Вчитываясь в этот не меркнущий во времени, поистине «звёздный» шедевр, приходишь к мысли, что Лермонтова более всего заботила внутренняя – безгрешная
и вечная – жизнь. Иначе говоря, та осознаваемая им тяга живого слияния с Вечностью, которая, вообще говоря, не свойственна обычному человеческому сознанию. Но она не способна быть понятой до конца в этом мире уже потому, что духовная реальность впускает лишь равного себе! В этом видится проблема анализа не только этого стихотворения, но и всего творчества поэта. Поскольку по факту оно есть та самая лермонтовская реальность, которая существует независимо от понимания или непонимания её, как и от приятия её… Однако реальность эта не была порождением лишь мощного ума, воображения и даже гения поэта. Исходя не «от себя» только (личности), но от того, что венчает её, она в каких-то «частях» принадлежит духовному миру «всего» человечества. Потому постижение этой реальности, «искры» которой воплощены в духе и творчестве Лермонтова, доступно лишь тому, кто, узрев её в истинной ипостаси, способен быть её частью. А это значит – быть частью того «мира», который качественно отличен от обиходного; в котором «день» и «ночь» не определяются и не разделяются привычным человеку временем, как и пребыванием в нём… Лишь понимание этого способно прояснить поистине необыкновенное и чудное состояние души поэта. Трудность, однако, в том, что приобретённое ли, прочувствованное или дарованное состояние это мало свойственно обыкновенному человеку. Уже потому, что существует оно вне личности как таковой. Эту данность, принимая во внимание инобытие, а не ощущение непосредственно смерти, отмечал в своих философских записях Марк Аврелий. Будучи стоиком, а потому, не придавая слишком большого значения «вещным» ценностям, римский император указывал на существенное в отмеченном нами состоянии: «Тот, кто боится смерти, боится либо потерять все свои чувства, либо испытать другие ощущения. Но если ты лишён твоих чувств, ты не подвержен больше ни боли, ни лишениям; если же чувства твои иной природы, то и ты сам – иное существо».Говоря о своеобразии внутреннего мира поэта, отметим ещё одну особенность.
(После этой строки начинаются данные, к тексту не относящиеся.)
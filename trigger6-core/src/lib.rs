//! # trigger6-core
//!
//! Streaming engine for trigger6 USB display adapters.
//!
//! This crate contains:
//! - **Modes**: `ModeCatalog` decoding the adapter's 30-entry timing table
//! - **Conversion**: XRGB8888 damage regions to YUV422 or BGR24 wire pixels
//! - **Framing**: `ProtocolEncoder` for the legacy and session/video generations,
//!   chunked to the adapter's maximum transfer length
//! - **Pool**: `TransferBufferPool`, a fixed set of reusable transfer buffers
//! - **Dispatch**: `TransferDispatcher` submitting chunks over a `Transport`
//! - **Device**: `Device`, one attached adapter behind a single handle
//! - **Error**: `Trigger6Error`, a typed, `thiserror`-based error hierarchy

pub mod config;
pub mod convert;
pub mod device;
pub mod dispatch;
pub mod encoder;
pub mod error;
pub mod header;
pub mod mode;
pub mod pool;
pub mod registers;
pub mod session;
pub mod stats;
pub mod transport;
pub mod types;

// ── Re-exports for ergonomic usage ───────────────────────────────

pub use config::{DeviceConfig, ProtocolConfig};
pub use convert::WireEncoding;
pub use device::Device;
pub use dispatch::{DispatchReport, TransferDispatcher};
pub use encoder::{Chunk, ChunkFraming, MAX_TRANSFER_LENGTH, ProtocolEncoder, WireFrame};
pub use error::{DispatchError, PoolError, TransportError, Trigger6Error};
pub use header::{END_OF_BUFFER, LegacyHeader, SessionHeader, VideoFormat, VideoHeader};
pub use mode::{DisplayMode, MODE_COUNT, ModeCatalog};
pub use pool::{TransferBuffer, TransferBufferPool};
pub use session::{Generation, HeaderPlacement, Session, SessionParams, SessionVideo};
pub use stats::{StatsSnapshot, TransferStats};
pub use transport::{
    CompletionMode, ControlRequest, MemoryTransport, Submission, SubmitError, TransferEvent,
    Transport,
};
pub use types::{Framebuffer, Rect};
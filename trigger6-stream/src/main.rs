//! trigger6-stream — entry point.
//!
//! ```text
//! trigger6-stream                    Stream the test pattern to the capture file
//! trigger6-stream --config <path>    Load a custom config TOML
//! trigger6-stream --gen-config       Write default config to stdout
//! trigger6-stream --inspect <file>   Decode a capture file
//! ```

use std::path::PathBuf;

use clap::Parser;
use tracing::info;
use tracing_subscriber::EnvFilter;

use trigger6_stream::config::StreamConfig;
use trigger6_stream::inspect::inspect;
use trigger6_stream::service::{BoxError, StreamService};

// ── CLI ──────────────────────────────────────────────────────────

#[derive(Parser, Debug)]
#[command(name = "trigger6-stream", about = "Stream a test pattern through an emulated trigger6 adapter")]
struct Cli {
    /// Path to configuration TOML file.
    #[arg(short, long, default_value = "trigger6-stream.toml")]
    config: PathBuf,

    /// Print the default configuration to stdout and exit.
    #[arg(long)]
    gen_config: bool,

    /// Write the default configuration to `--config` and exit.
    #[arg(long)]
    init_config: bool,

    /// Decode a capture file instead of streaming.
    #[arg(long, value_name = "FILE")]
    inspect: Option<PathBuf>,

    /// Override the number of frame updates.
    #[arg(long)]
    frames: Option<u32>,
}

// ── Main ─────────────────────────────────────────────────────────

#[tokio::main]
async fn main() -> Result<(), BoxError> {
    let cli = Cli::parse();

    // --gen-config: dump defaults and exit.
    if cli.gen_config {
        let text = toml::to_string_pretty(&StreamConfig::default())?;
        println!("{text}");
        return Ok(());
    }
    if cli.init_config {
        StreamConfig::write_default(&cli.config)?;
        println!("Wrote {}", cli.config.display());
        return Ok(());
    }

    // Load config.
    let mut config = StreamConfig::load(&cli.config);
    if let Some(frames) = cli.frames {
        config.output.frames = frames;
    }

    // Init tracing.
    let filter =
        EnvFilter::try_from_default_env().unwrap_or_else(|_| EnvFilter::new(&config.logging.level));
    tracing_subscriber::fmt().with_env_filter(filter).init();

    if let Some(path) = cli.inspect {
        let file = tokio::fs::File::open(&path).await?;
        let mut stdout = std::io::stdout().lock();
        inspect(file, &mut stdout).await?;
        return Ok(());
    }

    info!("trigger6-stream v{}", env!("CARGO_PKG_VERSION"));
    info!(
        "mode: {}x{}@{}",
        config.output.width, config.output.height, config.output.refresh_hz
    );
    info!("protocol: {:?}", config.device.protocol);

    config.device.validate()?;
    let service = StreamService::new(config);
    let stop = service.stop_handle();

    // Ctrl-C handler.
    tokio::spawn(async move {
        tokio::signal::ctrl_c().await.ok();
        info!("Ctrl-C received, stopping after the current update");
        stop.store(false, std::sync::atomic::Ordering::SeqCst);
    });

    let report = service.run().await?;
    info!("{} updates sent: {}", report.updates, report.stats);

    Ok(())
}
Обладая (или, скорее, – «наказанный» с рождения) уникальным поэтическим даром, духовными свойствами и психологической проникновенностью, Лермонтов существует в духовном пространстве, которое не определяется одними только религиозными категориями. Может, именно глубина интересов в заданном не им
«пространстве» и привела к тому, что Лермонтов не мог ни примириться с предрассудками эпохи, ни ужиться с ограниченностью общества, в полной мере разделявшего эти предрассудки. Вечно живые Фамусовы и Молчалины, перелицовываясь в каждом поколении, не меняли своих главных черт. Более того, мелкость душ, высмеянная Д. Фонвизиным, увековеченная А. Грибоедовым и «умерщвлённая» Н. Гоголем, вновь оживала и множилась в новых уже лицах. Именно здесь кроется неприятие, граничащее с предательством творчества А. Пушкина ещё при жизни поэта, отмеченное зорким оком его выдающегося собрата по перу[54]. Оно и не удивительно: мелкодушие есть сводная сестра слабости и трусости, которые рождают предательство. Но констатация реальности вовсе не означает необходимости её составляющих. Понимание этого подвигало Лермонтова не снимать боевой шлем и не класть «в угол» меч своей музы.Здесь скажем, что превосходство гения над обществом, не говоря уже об обывателях всех мастей, состоит не только во всеоружии великого дарования и сопутствующем ему богатом внутреннем мире. Главным образом, оно являет себя в следствиях дарования и в мировосприятии,
которое вовсе не всегда совпадает с категориями, мерилами и «требованиями» эпохи. Гений отнюдь не обязательно нисходит к обществу с «возвышенным челом» и с «руками, сжатыми крестом». Сам Лермонтов «на людях» нередко откровенно дурачился (чтобы не сказать – «валял дурака»), прикидываясь «одним из всех», чем в своё время озадачил даже Белинского.